Downtown in daylight










The lovely opera house










The nationwide famous chopperia in downtown, beside the theatre


----------



## Liontiger

I'm from Warwick, Rhode Island, which isn't really a city even though people say it is. Considering RI is the smallest state in the union, I guess it doesn't take much to be classified as a city XD









This little lovely is right by my house ^^ 









And then this is nearby Providence, our capitol.


----------



## TreeBob

Liontiger said:


> I'm from Warwick, Rhode Island, which isn't really a city even though people say it is. Considering RI is the smallest state in the union, I guess it doesn't take much to be classified as a city XD
> 
> 
> This little lovely is right by my house ^^
> 
> 
> And then this is nearby Providence, our capitol.


I love RI, you guys have Tim Hortons! :crazy:


----------



## Liontiger

TreeBob said:


> I love RI, you guys have Tim Hortons! :crazy:


Haha, I can't say I've gone to Tim Hortons more than two or three times. I'm more of a D&D kind of gal myself. If you want to talk about true RI trademarks, Dels Lemonade is the way to go


----------



## TreeBob

Liontiger said:


> Haha, I can't say I've gone to Tim Hortons more than two or three times. I'm more of a D&D kind of gal myself. If you want to talk about true RI trademarks, Dels Lemonade is the way to go


I am Canadian, we have Tim's flowing in our veins


----------



## Liontiger

TreeBob said:


> I am Canadian, we have Tim's flowing in our veins


So that means you have good doughnuts flowing in your veins. That sounds slightly uncomfortable


----------



## TreeBob

Liontiger said:


> So that means you have good doughnuts flowing in your veins. That sounds slightly uncomfortable


Well you called it. I am soft inside


----------



## Kokos

Lyon, best city of France :crazy:


----------



## thewindlistens

This was a great thread, too bad it seems to have died.


----------



## imru2

I suppose I can throw up some photos of where I am currently living. If I were to go through all the places I've lived, I'd be in this thread forever. 0_0;; And before anyone asks, yes I've moved more than ten times - no my parents were not in the military. xD

Onto the pictures. Welcome to Florida. Try not to get sunburned!!! 

Our "downtown" bridge. This city is so spread out that our downtown isn't really like other cities where all the hustle and bustle occurs. It's more or less simply where all the constant construction and crazy intersections all collide. But the blue lighting is beautiful, IMO. 









Closer view of the same bridge. I love riding across this at night, even though the traffic is horrendous, the lovely colors are always so magical to me. 









Our really weak skyline. ^_^ Although the strange building with the triangular base is actually a luxury apartment building. I really wanted to get a loft apartment there, but as you can imagine, it's very pricey. They have the best view of the entire city.









Most people focus on the beach itself. For some reason, I love this short little hike before you actually get to the water. Go figure. 
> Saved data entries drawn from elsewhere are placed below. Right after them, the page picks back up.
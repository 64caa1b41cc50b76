//! Resumable setup of a freshly deployed Arbitrum Orbit child chain.
//!
//! A run funds the batch poster and staker on the parent chain, seeds the
//! chain owner's account on the child chain through the inbox, then applies
//! the fee configuration through the `ArbOwner` precompile. Progress is
//! checkpointed after every step so an interrupted run can simply be started
//! again.

pub mod bindings;
pub mod chain;
pub mod config;
pub mod configure;
pub mod deposit;
pub mod error;
pub mod poller;
pub mod state;
pub mod step;
pub mod workflow;

pub use chain::{ChainClients, ChildChain, ConfigCall, ParentChain, RpcChain, TxOutcome};
pub use config::{Amount, Settings, SetupConfig};
pub use error::{Result, SetupError};
pub use poller::{increased_by_at_least, strictly_above, wait_until, PollSettings};
pub use state::{CheckpointStore, FundingRole, RuntimeState};
pub use step::Step;
pub use workflow::{preflight, RunReport, StepReport, StepStatus, Workflow, WorkflowAbort};
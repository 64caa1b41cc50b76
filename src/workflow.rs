//! Runs the setup steps in order, resuming from the checkpoint.

use thiserror::Error;
use tracing::{error, info};

use crate::{
    chain::{ChainClients, ChildChain, ParentChain},
    config::Settings,
    error::{Result, SetupError},
    state::{CheckpointStore, RuntimeState},
    step::Step,
};

#[derive(Debug, Clone, Copy, PartialEq, Eq)]
pub enum StepStatus {
    Pending,
    /// Held only while the step runs. A returned report never contains it:
    /// the step ends as `Done` or `Failed` first.
    InProgress,
    Done,
    Failed,
}

#[derive(Debug, Clone, Copy, PartialEq, Eq)]
pub struct StepReport {
    pub step: Step,
    pub status: StepStatus,
    /// Done by an earlier run, nothing was sent this time.
    pub resumed: bool,
}

#[derive(Debug, Clone, PartialEq, Eq)]
pub struct RunReport {
    pub state: RuntimeState,
    pub steps: Vec<StepReport>,
}

/// A run that stopped at `step`. `state` is what was persisted: the failed
/// step and everything after it are still pending.
#[derive(Debug, Error)]
#[error("step `{step}` failed")]
pub struct WorkflowAbort {
    pub step: Step,
    pub state: RuntimeState,
    pub steps: Vec<StepReport>,
    #[source]
    pub error: SetupError,
}

/// Checks both RPC endpoints point at the configured chains.
pub async fn preflight<P, C>(clients: &ChainClients<P, C>, settings: &Settings) -> Result<()>
where
    P: ParentChain,
    C: ChildChain,
{
    let parent = clients.parent.chain_id().await?;
    if parent != settings.setup.parent_chain_id {
        return Err(SetupError::NetworkMismatch {
            chain: "parent",
            expected: settings.setup.parent_chain_id,
            actual: parent,
        });
    }
    let child = clients.child.chain_id().await?;
    if child != settings.setup.chain_id {
        return Err(SetupError::NetworkMismatch {
            chain: "child",
            expected: settings.setup.chain_id,
            actual: child,
        });
    }
    Ok(())
}

pub struct Workflow<'a, P, C> {
    clients: &'a ChainClients<P, C>,
    settings: &'a Settings,
    store: CheckpointStore,
    steps: Vec<Step>,
}

impl<'a, P, C> Workflow<'a, P, C>
where
    P: ParentChain,
    C: ChildChain,
{
    pub fn new(clients: &'a ChainClients<P, C>, settings: &'a Settings) -> Self {
        Self {
            clients,
            settings,
            store: CheckpointStore::new(&settings.checkpoint_path),
            steps: Step::all(),
        }
    }

    pub fn with_steps(mut self, steps: Vec<Step>) -> Self {
        self.steps = steps;
        self
    }

    pub fn store(&self) -> &CheckpointStore {
        &self.store
    }

    /// The checkpoint for the configured child chain.
    pub fn load_state(&self) -> Result<RuntimeState> {
        self.store.load(self.settings.setup.chain_id)
    }

    /// Runs every step `state` does not already mark as done.
    ///
    /// The state is saved after each completed step and again when a step
    /// fails, so the next run starts at the first step that has not finished.
    pub async fn run(
        &self,
        mut state: RuntimeState,
    ) -> std::result::Result<RunReport, WorkflowAbort> {
        let mut reports: Vec<StepReport> = self
            .steps
            .iter()
            .map(|step| StepReport {
                step: *step,
                status: StepStatus::Pending,
                resumed: false,
            })
            .collect();

        for (index, step) in self.steps.iter().enumerate() {
            if step.is_done(&state) {
                info!(%step, "already done, skipping");
                reports[index].status = StepStatus::Done;
                reports[index].resumed = true;
                continue;
            }

            info!(%step, "running");
            reports[index].status = StepStatus::InProgress;

            if let Err(err) = step.run(self.clients, self.settings).await {
                reports[index].status = StepStatus::Failed;
                error!(%step, error = %err, "step failed");
                self.save_after_failure(&state);
                return Err(WorkflowAbort {
                    step: *step,
                    state,
                    steps: reports,
                    error: err,
                });
            }

            step.mark_done(&mut state);
            reports[index].status = StepStatus::Done;
            if let Err(err) = self.store.save(&state) {
                error!(%step, error = %err, "step completed but its progress could not be saved");
                return Err(WorkflowAbort {
                    step: *step,
                    state,
                    steps: reports,
                    error: err,
                });
            }
            info!(%step, "done");
        }

        Ok(RunReport {
            state,
            steps: reports,
        })
    }

    fn save_after_failure(&self, state: &RuntimeState) {
        match self.store.save(state) {
            Ok(()) => info!(
                path = %self.store.path().display(),
                "progress recorded, rerunning will resume from the failed step"
            ),
            Err(err) => error!(error = %err, "progress could not be recorded"),
        }
    }
}
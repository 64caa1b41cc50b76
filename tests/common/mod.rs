#![allow(dead_code)]

use std::{
    collections::HashSet,
    path::Path,
    sync::{Arc, Mutex, MutexGuard},
    time::Duration,
};

use alloy::{
    primitives::{address, Address, B256, U256},
    transports::TransportErrorKind,
};
use orbit_setup::{
    ChainClients, ChildChain, ConfigCall, ParentChain, Result, Settings, SetupConfig, TxOutcome,
};

pub const OWNER: Address = address!("1111111111111111111111111111111111111111");
pub const BATCH_POSTER: Address = address!("2222222222222222222222222222222222222222");
pub const STAKER: Address = address!("3333333333333333333333333333333333333333");
pub const INBOX: Address = address!("4444444444444444444444444444444444444444");
pub const NETWORK_FEE: Address = address!("5555555555555555555555555555555555555555");
pub const INFRA_FEE: Address = address!("6666666666666666666666666666666666666666");
pub const FEE_TOKEN: Address = address!("7777777777777777777777777777777777777777");

pub const CHILD_CHAIN_ID: u64 = 412346;
pub const PARENT_CHAIN_ID: u64 = 421614;
pub const GAS_PRICE: u128 = 20_000_000;

pub fn setup_json(native_token: Address) -> String {
    format!(
        r#"{{
            "chainId": {CHILD_CHAIN_ID},
            "parentChainId": {PARENT_CHAIN_ID},
            "chainOwner": "{OWNER}",
            "batchPoster": "{BATCH_POSTER}",
            "staker": "{STAKER}",
            "inbox": "{INBOX}",
            "nativeToken": "{native_token}",
            "minL2BaseFee": 100000000,
            "networkFeeReceiver": "{NETWORK_FEE}",
            "infrastructureFeeCollector": "{INFRA_FEE}"
        }}"#
    )
}

pub fn settings(dir: &Path) -> Settings {
    settings_with_token(dir, Address::ZERO)
}

pub fn settings_with_token(dir: &Path, native_token: Address) -> Settings {
    let setup = SetupConfig::from_json(&setup_json(native_token)).unwrap();
    let mut settings = Settings::new(setup, dir.join("resumeState.json")).unwrap();
    settings.poll.interval = Duration::ZERO;
    settings
}

pub fn ether(display: &str) -> U256 {
    alloy::primitives::utils::parse_ether(display).unwrap()
}

/// What the fakes were asked to do, in order.
#[derive(Debug, Clone, PartialEq, Eq)]
pub enum Call {
    Transfer(Address, U256),
    DepositEth(U256),
    Approve(U256),
    DepositErc20(U256),
    Configure(ConfigCall),
}

#[derive(Debug)]
pub struct Ledger {
    pub calls: Vec<Call>,
    pub parent_chain_id: u64,
    pub child_chain_id: u64,
    pub child_signer: Address,
    pub chain_owners: HashSet<Address>,
    pub owner_balance: U256,
    /// Deposit not yet visible on the child chain, and how many balance
    /// queries it stays invisible for.
    pub in_flight: Option<(U256, u32)>,
    pub credit_delay: u32,
    pub balance_queries: u32,
    pub token_decimals: u8,
    pub allowance: U256,
    /// Operations whose transaction is mined with failure status.
    pub reverts: HashSet<&'static str>,
    /// Operations whose RPC call fails outright.
    pub unreachable: HashSet<&'static str>,
    next_tx: u8,
}

impl Default for Ledger {
    fn default() -> Self {
        Self {
            calls: Vec::new(),
            parent_chain_id: PARENT_CHAIN_ID,
            child_chain_id: CHILD_CHAIN_ID,
            child_signer: OWNER,
            chain_owners: HashSet::from([OWNER]),
            owner_balance: ether("1"),
            in_flight: None,
            credit_delay: 2,
            balance_queries: 0,
            token_decimals: 18,
            allowance: U256::ZERO,
            reverts: HashSet::new(),
            unreachable: HashSet::new(),
            next_tx: 0,
        }
    }
}

impl Ledger {
    fn check(&self, op: &'static str) -> Result<()> {
        if self.unreachable.contains(op) {
            return Err(TransportErrorKind::custom_str(&format!("{op}: connection refused")).into());
        }
        Ok(())
    }

    fn mine(&mut self, op: &'static str, call: Call) -> Result<TxOutcome> {
        self.check(op)?;
        self.calls.push(call);
        self.next_tx += 1;
        Ok(TxOutcome {
            hash: B256::with_last_byte(self.next_tx),
            block_number: Some(100 + u64::from(self.next_tx)),
            success: !self.reverts.contains(op),
        })
    }
}

#[derive(Clone, Default)]
pub struct Chains {
    ledger: Arc<Mutex<Ledger>>,
}

impl Chains {
    pub fn ledger(&self) -> MutexGuard<'_, Ledger> {
        self.ledger.lock().unwrap()
    }

    pub fn calls(&self) -> Vec<Call> {
        self.ledger().calls.clone()
    }

    pub fn clients(&self) -> ChainClients<FakeParent, FakeChild> {
        ChainClients {
            parent: FakeParent(self.clone()),
            child: FakeChild(self.clone()),
        }
    }
}

pub struct FakeParent(Chains);

pub struct FakeChild(Chains);

impl ParentChain for FakeParent {
    async fn chain_id(&self) -> Result<u64> {
        let ledger = self.0.ledger();
        ledger.check("parent_chain_id")?;
        Ok(ledger.parent_chain_id)
    }

    async fn gas_price(&self) -> Result<u128> {
        self.0.ledger().check("gas_price")?;
        Ok(GAS_PRICE)
    }

    async fn transfer(&self, to: Address, value: U256) -> Result<TxOutcome> {
        self.0.ledger().mine("transfer", Call::Transfer(to, value))
    }

    async fn deposit_eth(&self, inbox: Address, value: U256) -> Result<TxOutcome> {
        assert_eq!(inbox, INBOX);
        let mut ledger = self.0.ledger();
        let outcome = ledger.mine("deposit_eth", Call::DepositEth(value))?;
        if outcome.success {
            let delay = ledger.credit_delay;
            ledger.in_flight = Some((value, delay));
        }
        Ok(outcome)
    }

    async fn token_decimals(&self, token: Address) -> Result<u8> {
        assert_eq!(token, FEE_TOKEN);
        Ok(self.0.ledger().token_decimals)
    }

    async fn token_allowance(&self, token: Address, spender: Address) -> Result<U256> {
        assert_eq!((token, spender), (FEE_TOKEN, INBOX));
        Ok(self.0.ledger().allowance)
    }

    async fn approve_token(
        &self,
        token: Address,
        spender: Address,
        amount: U256,
    ) -> Result<TxOutcome> {
        assert_eq!((token, spender), (FEE_TOKEN, INBOX));
        let mut ledger = self.0.ledger();
        let outcome = ledger.mine("approve", Call::Approve(amount))?;
        if outcome.success {
            ledger.allowance = amount;
        }
        Ok(outcome)
    }

    async fn deposit_erc20(&self, inbox: Address, amount: U256) -> Result<TxOutcome> {
        assert_eq!(inbox, INBOX);
        let mut ledger = self.0.ledger();
        let outcome = ledger.mine("deposit_erc20", Call::DepositErc20(amount))?;
        if outcome.success {
            let delay = ledger.credit_delay;
            ledger.in_flight = Some((amount, delay));
        }
        Ok(outcome)
    }
}

impl ChildChain for FakeChild {
    fn signer(&self) -> Address {
        self.0.ledger().child_signer
    }

    async fn chain_id(&self) -> Result<u64> {
        let ledger = self.0.ledger();
        ledger.check("child_chain_id")?;
        Ok(ledger.child_chain_id)
    }

    async fn balance(&self, account: Address) -> Result<U256> {
        assert_eq!(account, OWNER);
        let mut ledger = self.0.ledger();
        ledger.check("balance")?;
        ledger.balance_queries += 1;
        match ledger.in_flight.take() {
            Some((amount, 0)) => ledger.owner_balance += amount,
            Some((amount, remaining)) => ledger.in_flight = Some((amount, remaining - 1)),
            None => {}
        }
        Ok(ledger.owner_balance)
    }

    async fn is_chain_owner(&self, account: Address) -> Result<bool> {
        let ledger = self.0.ledger();
        ledger.check("is_chain_owner")?;
        Ok(ledger.chain_owners.contains(&account))
    }

    async fn configure(&self, call: ConfigCall) -> Result<TxOutcome> {
        let op = match call {
            ConfigCall::MinimumBaseFee(_) => "min_base_fee",
            ConfigCall::NetworkFeeAccount(_) => "network_fee",
            ConfigCall::InfraFeeAccount(_) => "infra_fee",
            ConfigCall::ParentPricePerUnit(_) => "price_per_unit",
        };
        self.0.ledger().mine(op, Call::Configure(call))
    }
}

pub fn configuration_calls() -> Vec<Call> {
    vec![
        Call::Configure(ConfigCall::MinimumBaseFee(U256::from(100_000_000u64))),
        Call::Configure(ConfigCall::NetworkFeeAccount(NETWORK_FEE)),
        Call::Configure(ConfigCall::InfraFeeAccount(INFRA_FEE)),
        Call::Configure(ConfigCall::ParentPricePerUnit(U256::from(GAS_PRICE))),
    ]
}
This is our famous pier. This picture is actually worth a Jeep Grand Cherokee. This is the sunrise. For my friend's birthday, we went out and spent the night on the beach, drinking lightly and making sand castles and the like. We were waiting until sunrise to take this very picture. Although I managed to get it, someone had set her jeep on fire in the parking lot. But the insurance she had took care of everything and luckily none of our belongings were damaged (other than the car itself...) 










That's it for this place. There you go, the biggest city in all of the United States. ^_^


----------



## openedskittles

^Speaking of big cities, I've got one that actually is big, Houston.
























And that's just the Central Business District, it has 2 other "downtown" areas and some scattered skyscrapers that people say would rival Chicago's skyline if you put them all together.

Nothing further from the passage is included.